Description
Senior Site Reliability Engineer (Founding Role)
Location: Canada
About the Role
This team is building a brand-new fintech platform from the ground up and is looking for an experienced Senior Site Reliability Engineer to join as one of the founding members of the team. This is a high-impact, staff-level position where you’ll shape the early architecture, define reliability practices, and directly influence how the platform scales.

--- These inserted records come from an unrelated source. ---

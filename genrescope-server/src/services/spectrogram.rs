//! Mel spectrogram computation and the fixed-shape classifier input
//!
//! Short-time analysis uses 2048-sample frames with a 512-sample hop and
//! centered framing (the signal is zero-padded by half a frame on each
//! side), so even sub-second clips produce at least one frame. Mel filters
//! use the HTK mel scale with triangular float weights.
//!
//! The classifier consumes a (1, 210, 210, 1) tensor: 210 mel bands, the
//! time axis padded or truncated to exactly 210 frames, values min-max
//! normalized per file into [0, 1].

use ndarray::{s, Array2, Array4};
use rustfft::{num_complex::Complex, FftPlanner};
use std::f32::consts::PI;

use super::audio_decoder::DecodedAudio;

/// STFT frame length in samples
pub const FRAME_LENGTH: usize = 2048;
/// STFT hop in samples
pub const HOP_LENGTH: usize = 512;
/// Mel band count of the classifier input
pub const CLASSIFIER_MEL_BANDS: usize = 210;
/// Time-axis length of the classifier input
pub const CLASSIFIER_FRAMES: usize = 210;

/// Build the fixed-shape classifier input tensor for a decoded track
pub fn classifier_tensor(audio: &DecodedAudio) -> Array4<f32> {
    let mel = mel_power_spectrogram(&audio.samples, audio.sample_rate, CLASSIFIER_MEL_BANDS);
    let mut db = power_to_db(&mel);
    min_max_normalize(&mut db);
    normalize_to_fixed_shape(&db, CLASSIFIER_FRAMES)
}

/// Zero-pad half a frame on each side for centered framing
pub(crate) fn pad_center(samples: &[f32]) -> Vec<f32> {
    let pad = FRAME_LENGTH / 2;
    let mut padded = vec![0.0; samples.len() + 2 * pad];
    padded[pad..pad + samples.len()].copy_from_slice(samples);
    padded
}

/// Frame count of a centered short-time analysis over `len` input samples
pub(crate) fn frame_count(len: usize) -> usize {
    1 + len / HOP_LENGTH
}

/// Mel-scaled power spectrogram, shape (n_mels, frames)
pub fn mel_power_spectrogram(samples: &[f32], sample_rate: u32, n_mels: usize) -> Array2<f32> {
    let power = power_spectrogram(samples);
    let filterbank = mel_filterbank(sample_rate, n_mels);
    filterbank.dot(&power)
}

/// Power spectrogram |STFT|^2, shape (FRAME_LENGTH/2 + 1, frames)
fn power_spectrogram(samples: &[f32]) -> Array2<f32> {
    let padded = pad_center(samples);
    let num_frames = frame_count(samples.len());
    let num_bins = FRAME_LENGTH / 2 + 1;

    let window: Vec<f32> = (0..FRAME_LENGTH)
        .map(|i| 0.5 * (1.0 - (2.0 * PI * i as f32 / FRAME_LENGTH as f32).cos()))
        .collect();

    let mut planner = FftPlanner::new();
    let fft = planner.plan_fft_forward(FRAME_LENGTH);

    let mut power = Array2::<f32>::zeros((num_bins, num_frames));
    let mut buffer = vec![Complex { re: 0.0f32, im: 0.0f32 }; FRAME_LENGTH];

    for frame_idx in 0..num_frames {
        let start = frame_idx * HOP_LENGTH;
        for i in 0..FRAME_LENGTH {
            let sample = padded.get(start + i).copied().unwrap_or(0.0);
            buffer[i] = Complex { re: sample * window[i], im: 0.0 };
        }
        fft.process(&mut buffer);
        for (bin, value) in buffer[..num_bins].iter().enumerate() {
            power[[bin, frame_idx]] = value.norm_sqr();
        }
    }

    power
}

/// Triangular mel filterbank (HTK mel scale), shape (n_mels, FRAME_LENGTH/2 + 1)
fn mel_filterbank(sample_rate: u32, n_mels: usize) -> Array2<f32> {
    fn hz_to_mel(hz: f32) -> f32 {
        2595.0 * (1.0 + hz / 700.0).log10()
    }
    fn mel_to_hz(mel: f32) -> f32 {
        700.0 * (10.0f32.powf(mel / 2595.0) - 1.0)
    }

    let f_max = sample_rate as f32 / 2.0;
    let mel_max = hz_to_mel(f_max);
    let num_bins = FRAME_LENGTH / 2 + 1;

    // n_mels + 2 band edges, evenly spaced on the mel axis
    let hz_points: Vec<f32> = (0..n_mels + 2)
        .map(|i| mel_to_hz(mel_max * i as f32 / (n_mels + 1) as f32))
        .collect();

    let mut filters = Array2::<f32>::zeros((n_mels, num_bins));
    for m in 0..n_mels {
        let lower = hz_points[m];
        let center = hz_points[m + 1];
        let upper = hz_points[m + 2];
        let rising = (center - lower).max(f32::EPSILON);
        let falling = (upper - center).max(f32::EPSILON);

        for bin in 0..num_bins {
            let freq = bin as f32 * sample_rate as f32 / FRAME_LENGTH as f32;
            let weight = ((freq - lower) / rising).min((upper - freq) / falling);
            if weight > 0.0 {
                filters[[m, bin]] = weight;
            }
        }
    }

    filters
}

/// Power to decibels, referenced to the matrix's own peak, floored at -80 dB
pub fn power_to_db(power: &Array2<f32>) -> Array2<f32> {
    const AMIN: f32 = 1e-10;
    const TOP_DB: f32 = 80.0;

    let reference = power.iter().copied().fold(AMIN, f32::max);
    let ref_db = 10.0 * reference.log10();
    power.mapv(|p| (10.0 * p.max(AMIN).log10() - ref_db).max(-TOP_DB))
}

/// In-place min-max normalization into [0, 1]
///
/// A flat matrix (e.g. digital silence) maps to all zeros rather than NaN.
pub fn min_max_normalize(matrix: &mut Array2<f32>) {
    let min = matrix.iter().copied().fold(f32::INFINITY, f32::min);
    let max = matrix.iter().copied().fold(f32::NEG_INFINITY, f32::max);
    let range = max - min;
    if !range.is_finite() || range <= f32::EPSILON {
        matrix.fill(0.0);
    } else {
        matrix.mapv_inplace(|v| (v - min) / range);
    }
}

/// Force the time axis to exactly `target_frames` and add batch/channel axes
///
/// Shorter spectrograms are zero-padded on the right; longer ones keep only
/// the first `target_frames` frames. Output shape: (1, bands, target, 1).
pub fn normalize_to_fixed_shape(matrix: &Array2<f32>, target_frames: usize) -> Array4<f32> {
    let (bands, frames) = matrix.dim();
    let mut fixed = Array2::<f32>::zeros((bands, target_frames));
    let keep = frames.min(target_frames);
    if keep > 0 {
        fixed
            .slice_mut(s![.., ..keep])
            .assign(&matrix.slice(s![.., ..keep]));
    }
    fixed
        .insert_axis(ndarray::Axis(0))
        .insert_axis(ndarray::Axis(3))
}

#[cfg(test)]
mod tests {
    use super::*;
    use ndarray::Array;

    #[test]
    fn short_spectrogram_is_right_padded() {
        let matrix = Array2::from_elem((210, 5), 0.5f32);
        let tensor = normalize_to_fixed_shape(&matrix, 210);
        assert_eq!(tensor.shape(), &[1, 210, 210, 1]);
        assert_eq!(tensor[[0, 0, 4, 0]], 0.5);
        assert_eq!(tensor[[0, 0, 5, 0]], 0.0);
        assert_eq!(tensor[[0, 209, 209, 0]], 0.0);
    }

    #[test]
    fn long_spectrogram_keeps_first_frames() {
        let matrix = Array::from_shape_fn((210, 400), |(_, t)| t as f32);
        let tensor = normalize_to_fixed_shape(&matrix, 210);
        assert_eq!(tensor.shape(), &[1, 210, 210, 1]);
        assert_eq!(tensor[[0, 0, 0, 0]], 0.0);
        assert_eq!(tensor[[0, 0, 209, 0]], 209.0);
    }

    #[test]
    fn min_max_normalize_spans_unit_interval() {
        let mut matrix = ndarray::array![[1.0f32, 3.0], [5.0, 2.0]];
        min_max_normalize(&mut matrix);
        assert_eq!(matrix[[0, 0]], 0.0);
        assert_eq!(matrix[[1, 0]], 1.0);
        assert!(matrix.iter().all(|&v| (0.0..=1.0).contains(&v)));
    }

    #[test]
    fn flat_matrix_normalizes_to_zeros() {
        let mut matrix = Array2::from_elem((4, 4), 7.0f32);
        min_max_normalize(&mut matrix);
        assert!(matrix.iter().all(|&v| v == 0.0));
    }

    #[test]
    fn power_to_db_is_peak_referenced_and_floored() {
        let power = ndarray::array![[1.0f32, 0.1], [0.0, 1e-12]];
        let db = power_to_db(&power);
        assert_eq!(db[[0, 0]], 0.0);
        assert!((db[[0, 1]] + 10.0).abs() < 1e-4);
        assert_eq!(db[[1, 0]], -80.0);
        assert_eq!(db[[1, 1]], -80.0);
    }

    #[test]
    fn centered_framing_covers_short_signals() {
        // 0.1s at 22050 Hz: still at least one frame
        assert!(frame_count(2205) >= 1);
        assert_eq!(frame_count(0), 1);
        // ~4.9s at 22050 Hz lands right at the classifier's 210 frames
        assert_eq!(frame_count(512 * 209), 210);
    }

    #[test]
    fn silence_produces_all_zero_tensor() {
        let audio = DecodedAudio {
            samples: vec![0.0; 22_050],
            sample_rate: 22_050,
            channels: 1,
            duration_seconds: 1.0,
        };
        let tensor = classifier_tensor(&audio);
        assert_eq!(tensor.shape(), &[1, 210, 210, 1]);
        assert!(tensor.iter().all(|&v| v == 0.0));
    }
}
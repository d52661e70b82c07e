//! Scalar acoustic descriptors: energy, danceability, loudness
//!
//! The three formulas are heuristic and intentionally preserved as-is,
//! including the 1e-6 epsilons and the -60..0 dB loudness window. They are
//! not interpreted further here; the recommender only needs them to be
//! computed consistently for the query track and the catalog.

use crate::models::ScalarFeatures;

use super::audio_decoder::DecodedAudio;
use super::spectrogram::{frame_count, mel_power_spectrogram, pad_center, power_to_db};
use super::spectrogram::{FRAME_LENGTH, HOP_LENGTH};

/// Mel band count of the onset-strength spectrogram
const ONSET_MEL_BANDS: usize = 128;

/// dB window mapped onto the [0, 1] loudness range
const LOUDNESS_DB_MIN: f64 = -60.0;
const LOUDNESS_DB_MAX: f64 = 0.0;

/// Extract the scalar descriptors for one decoded track
///
/// Degenerate inputs (silence, sub-frame clips) saturate to the boundary
/// values rather than failing.
pub fn scalar_features(audio: &DecodedAudio) -> ScalarFeatures {
    let mean_rms = mean_frame_rms(&audio.samples);

    // energy: mean of the short-time RMS envelope
    let energy = mean_rms;

    // danceability: onset-envelope mean over its spread, a crude
    // beat-regularity proxy (large when onsets are strong and uniform)
    let onset_env = onset_strength_envelope(&audio.samples, audio.sample_rate);
    let danceability = if onset_env.is_empty() {
        0.0
    } else {
        let mean = onset_env.iter().sum::<f64>() / onset_env.len() as f64;
        let variance = onset_env
            .iter()
            .map(|v| (v - mean) * (v - mean))
            .sum::<f64>()
            / onset_env.len() as f64;
        mean / (variance.sqrt() + 1e-6)
    };

    // loudness: mean RMS in dB, rescaled from [-60, 0] dB to [0, 1].
    // Values outside the window saturate; the epsilon keeps silence finite.
    let loudness_db = 20.0 * (mean_rms + 1e-6).log10();
    let loudness =
        ((loudness_db - LOUDNESS_DB_MIN) / (LOUDNESS_DB_MAX - LOUDNESS_DB_MIN)).clamp(0.0, 1.0);

    tracing::debug!(
        energy = format!("{:.4}", energy),
        danceability = format!("{:.4}", danceability),
        loudness_db = format!("{:.2}", loudness_db),
        loudness = format!("{:.4}", loudness),
        "Scalar features extracted"
    );

    ScalarFeatures::new(energy, danceability, loudness)
}

/// Mean of the frame-wise RMS envelope (centered 2048/512 framing)
fn mean_frame_rms(samples: &[f32]) -> f64 {
    let padded = pad_center(samples);
    let num_frames = frame_count(samples.len());

    let mut total = 0.0f64;
    for frame_idx in 0..num_frames {
        let start = frame_idx * HOP_LENGTH;
        let frame = &padded[start..start + FRAME_LENGTH];
        let mean_square =
            frame.iter().map(|&s| s as f64 * s as f64).sum::<f64>() / FRAME_LENGTH as f64;
        total += mean_square.sqrt();
    }
    total / num_frames as f64
}

/// Onset-strength envelope: per-frame mean of the positive first difference
/// of the dB mel spectrogram across bands
fn onset_strength_envelope(samples: &[f32], sample_rate: u32) -> Vec<f64> {
    let db = power_to_db(&mel_power_spectrogram(samples, sample_rate, ONSET_MEL_BANDS));
    let (bands, frames) = db.dim();
    if frames < 2 {
        return Vec::new();
    }

    let mut envelope = Vec::with_capacity(frames - 1);
    for t in 1..frames {
        let mut rise = 0.0f64;
        for b in 0..bands {
            let diff = db[[b, t]] - db[[b, t - 1]];
            if diff > 0.0 {
                rise += diff as f64;
            }
        }
        envelope.push(rise / bands as f64);
    }
    envelope
}
//! Domain records passed between the pipeline stages and the API layer

use serde::Serialize;

/// Scalar acoustic descriptors for one track
///
/// All three values are rounded to 4 decimal places at construction.
/// `loudness` is always within [0, 1]; `energy` and `danceability` are
/// non-negative and unbounded above.
#[derive(Debug, Clone, Copy, PartialEq, Serialize)]
pub struct ScalarFeatures {
    /// Mean short-time RMS amplitude
    pub energy: f64,
    /// Beat-regularity proxy from the onset-strength envelope
    pub danceability: f64,
    /// Mean RMS in dB, rescaled from [-60, 0] dB into [0, 1] and clamped
    pub loudness: f64,
}

impl ScalarFeatures {
    /// Build a feature record, rounding each value to 4 decimal places
    pub fn new(energy: f64, danceability: f64, loudness: f64) -> Self {
        Self {
            energy: round4(energy),
            danceability: round4(danceability),
            loudness: round4(loudness),
        }
    }

    /// Similarity vector in the fixed (energy, danceability, loudness) order
    pub fn as_vector(&self) -> [f64; 3] {
        [self.energy, self.danceability, self.loudness]
    }
}

/// Round to 4 decimal places (presentation contract at the extractor boundary)
pub fn round4(value: f64) -> f64 {
    (value * 10_000.0).round() / 10_000.0
}

/// Classifier output: winning label plus the full class-probability vector
///
/// `scores` is aligned positionally with [`genrescope_common::GENRE_LABELS`].
#[derive(Debug, Clone, Serialize)]
pub struct GenrePrediction {
    pub label: &'static str,
    pub scores: Vec<f32>,
}

/// One catalog row, as stored in the `music_features` table
#[derive(Debug, Clone, PartialEq)]
pub struct CatalogEntry {
    pub song: String,
    pub artist: String,
    pub genre: String,
    pub energy: f64,
    pub danceability: f64,
    pub loudness: f64,
    pub is_new_artist: bool,
}

impl CatalogEntry {
    /// Similarity vector in the fixed (energy, danceability, loudness) order
    pub fn feature_vector(&self) -> [f64; 3] {
        [self.energy, self.danceability, self.loudness]
    }
}

/// A recommended track: projection of a catalog entry, similarity discarded
#[derive(Debug, Clone, PartialEq, Serialize)]
pub struct Recommendation {
    pub song: String,
    pub artist: String,
    pub genre: String,
}

impl From<&CatalogEntry> for Recommendation {
    fn from(entry: &CatalogEntry) -> Self {
        Self {
            song: entry.song.clone(),
            artist: entry.artist.clone(),
            genre: entry.genre.clone(),
        }
    }
}

/// Composite result of one full pipeline run
#[derive(Debug, Clone, Serialize)]
pub struct AnalysisOutcome {
    pub prediction: GenrePrediction,
    pub features: ScalarFeatures,
    pub recommendations: Vec<Recommendation>,
}
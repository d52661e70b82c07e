//! Error types for genrescope-server

use axum::{
    http::StatusCode,
    response::{IntoResponse, Response},
    Json,
};
use serde_json::json;
use thiserror::Error;

use crate::services::pipeline::PipelineError;

/// API error type
#[derive(Debug, Error)]
pub enum ApiError {
    /// Resource not found (404)
    #[error("Resource not found: {0}")]
    NotFound(String),

    /// Invalid request (400)
    #[error("Invalid request: {0}")]
    BadRequest(String),

    /// Internal server error (500)
    #[error("Internal server error: {0}")]
    Internal(String),

    /// IO error
    #[error("IO error: {0}")]
    Io(#[from] std::io::Error),

    /// Analysis pipeline failure; the inner Display names the stage
    #[error("Analysis failed: {0}")]
    Pipeline(#[from] PipelineError),

    /// genrescope-common error
    #[error("Common error: {0}")]
    Common(#[from] genrescope_common::Error),
}

impl IntoResponse for ApiError {
    fn into_response(self) -> Response {
        let (status, error_code, message) = match self {
            ApiError::NotFound(msg) => (StatusCode::NOT_FOUND, "NOT_FOUND", msg),
            ApiError::BadRequest(msg) => (StatusCode::BAD_REQUEST, "BAD_REQUEST", msg),
            ApiError::Internal(msg) => (StatusCode::INTERNAL_SERVER_ERROR, "INTERNAL_ERROR", msg),
            ApiError::Io(ref err) => (
                StatusCode::INTERNAL_SERVER_ERROR,
                "IO_ERROR",
                err.to_string(),
            ),
            // An unreadable upload is the client's data, not a server fault
            ApiError::Pipeline(PipelineError::Decode(ref err)) => (
                StatusCode::UNPROCESSABLE_ENTITY,
                "DECODE_ERROR",
                err.to_string(),
            ),
            // The pipeline's Display names the failing stage
            ApiError::Pipeline(ref err) => (
                StatusCode::INTERNAL_SERVER_ERROR,
                "ANALYSIS_ERROR",
                err.to_string(),
            ),
            ApiError::Common(ref err) => (
                StatusCode::INTERNAL_SERVER_ERROR,
                "COMMON_ERROR",
                err.to_string(),
            ),
        };

        let body = Json(json!({
            "error": {
                "code": error_code,
                "message": message,
            }
        }));

        (status, body).into_response()
    }
}

/// Result type for API handlers
pub type ApiResult<T> = Result<T, ApiError>;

If you love solving hard problems, building things that last, and having your fingerprints all over a greenfield project, this one’s for you.
What You’ll Do
- Build and own the SRE program from scratch, including processes, tools, and best practices
- Lead incident response, on-call, alerting, escalation, and post-incident reviews
- Partner closely with engineering and infrastructure to design reliable, scalable systems
- Define and meet uptime SLAs using metrics, tracing, and observability tools
- Own platform orchestration (Airflow, Prefect, etc.)
- Develop automation to improve deployment speed, reliability, and performance
- Strengthen CI/CD pipelines (GitHub Actions, ArgoCD, or similar)
- Contribute to architectural decisions that shape the product’s long-term success
What You Bring
- 10+ years of overall technical experience, including 5–8+ years in SRE, DevOps, or Systems Engineering roles in high-volume, 24×7 production environments
- Proficiency with AWS and Linux systems
- Deep experience with containerization (Docker, Kubernetes, EKS)
- Strong understanding of observability (logs, traces, metrics)
- Programming/scripting in Python or Bash for automation
- CI/CD experience (GitHub Actions, ArgoCD, or similar)
- Excellent problem-solving skills and attention to detail
- Clear communication skills and a collaborative mindset
Nice to Have
- Fintech or startup experience
- Familiarity with TypeScript/Node.js
- Experience with Kafka, Redis, and RDS
The Challenge
This is a “build it from the ground up” role. You’ll initially take full ownership of reliability and on-call, which means a heavier on-call load early on until the team grows. Once additional hires are made, this will transition into a more balanced rotation. You’ll be instrumental in designing the playbooks, tools, and culture for reliability excellence.
Compensation
- Salary: $180K–$200K (CAD)
- 100% remote work
- Unlimited vacation
- Comprehensive health and dental benefits